Leyla, wie sieht das Leben 40 Tage nach den Erdbeben aus?
Von aussen sieht es so aus, als würde das Leben langsam wieder zur Normalität zurückkehren. Aber in Wirklichkeit kehren die Menschen in ihre Häuser zurück, obwohl sie wissen, dass sie nicht sicher sind. Noch vor wenigen Tagen schliefen die Menschen in ihren Autos. Die Häuser einiger Menschen werden vor ihren Augen abgerissen, weil sie nicht sicher sind und zu stark beschädigt wurden, um wieder bewohnt werden zu können.
Begreifen die Menschen allmählich, was passiert ist, und beginnen, das Trauma der Katastrophe zu verarbeiten?

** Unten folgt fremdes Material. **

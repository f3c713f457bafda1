//! Secret backends.
//!
//! A backend turns the resolved connection parameters into a [`SecretMap`].
//! The only production backend is [`VaultClient`], which speaks either of the
//! two response schemas described in [`Schema`].
//!
//! ## Adding a New Backend
//!
//! 1. Implement the `SecretSource` trait
//! 2. Add the implementation in a new file next to `vault.rs`
//! 3. Re-export from this module

mod schema;
mod vault;

pub use schema::Schema;
pub use vault::VaultClient;

use crate::core::domain::SecretMap;
use crate::error::Result;

/// Something secrets can be fetched from.
pub trait SecretSource {
    /// Fetch all secrets at the configured location.
    ///
    /// An empty map means no secrets are stored there, which is not an error.
    ///
    /// # Errors
    ///
    /// Returns `SecretError` on transport failure, remote-reported errors, or
    /// a response that does not match the expected shape.
    fn fetch(&self) -> Result<SecretMap>;
}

Die meisten von ihnen sind dankbar, dass sie noch am Leben sind. Und alle hier grüssen sich, wenn sie sich zum ersten Mal seit dem Erdbeben begegnen, mit den Worten «Gott sei Dank sind Sie wohlbehalten». Aber einige verdrängen das Geschehene immer noch oder sind wütend und können es immer noch nicht akzeptieren. Andere wiederum lassen sich gehen. Eines ist sicher: Das Leben der Syrer nach dem Erdbeben ist nicht mehr dasselbe wie vorher. Das habe ich immer wieder gehört.
Und wie geht es der Kirche in Aleppo?
Die Kirche ist seit den ersten Stunden des Erdbebens vor Ort. Nach der Nothilfe – wie Nahrungsmittel und die Bereitstellung einer warmen Unterkunft – arbeitet sie nun an der Sanierung und Wiederinstandsetzung von 2600 beschädigten oder zerstörten Häusern.
Ist die Verfolgung während dieser Katastrophe in den Hintergrund gerückt? Oder gibt es immer noch Anzeichen dafür und Diskriminierung in der Art und Weise, wie die Dinge derzeit in Aleppo ablaufen?
Die Christen in Syrien müssen fortwährend darum kämpfen, als Bürger ihres Landes anerkannt zu werden. In der Vergangenheit wurden sie von der internationalen Hilfe ausgeschlossen, was einer der Gründe ist, warum die Kirche den Christen zu Hilfe kommen musste. Häufig finden sie keine Arbeit oder sind unterbeschäftigt. Natürlich wollen sie in ihrem Land bleiben, aber sie kommen nicht über die Runden, also müssen sie weggehen. Ich kann nicht sagen, dass alle Christen, mit denen ich spreche, gehen wollen, aber die grosse Mehrheit will Syrien verlassen. Das ist sehr traurig.
Wie sieht die Mission der Kirche in Syrien auf lange Sicht aus?
Eine der neuen langfristigen Aktivitäten, die wir umsetzen wollen, ist die Traumahilfe. Wir werden mittel- und langfristig Häuser restaurieren und wieder aufbauen, doch das reicht nicht aus, wenn dieser Wiederaufbau nicht von posttraumatischer Unterstützung begleitet wird.
So wurden Ihre Spenden eingesetzt:
Da Open Doors in Syrien seit vielen Jahren mit Partnern zusammenarbeitet, konnten diese bereits am Tag nach dem Erdbeben Hilfe leisten. Sechzehn lokale Kirchen bringen 7000 bedürftige Menschen in ihren intakten Gebäuden unter und versorgen sie mit Nahrungsmitteln. Sobald die erste Notlage vorüber ist, werden sie posttraumatische Betreuung und Unterstützung beim Wiederaufbau anbieten, vorrangig für Christen in Aleppo und Latakia (insgesamt 50'000) sowie für Gruppen von Christen mit muslimischem Hintergrund, die im Norden Syriens leben.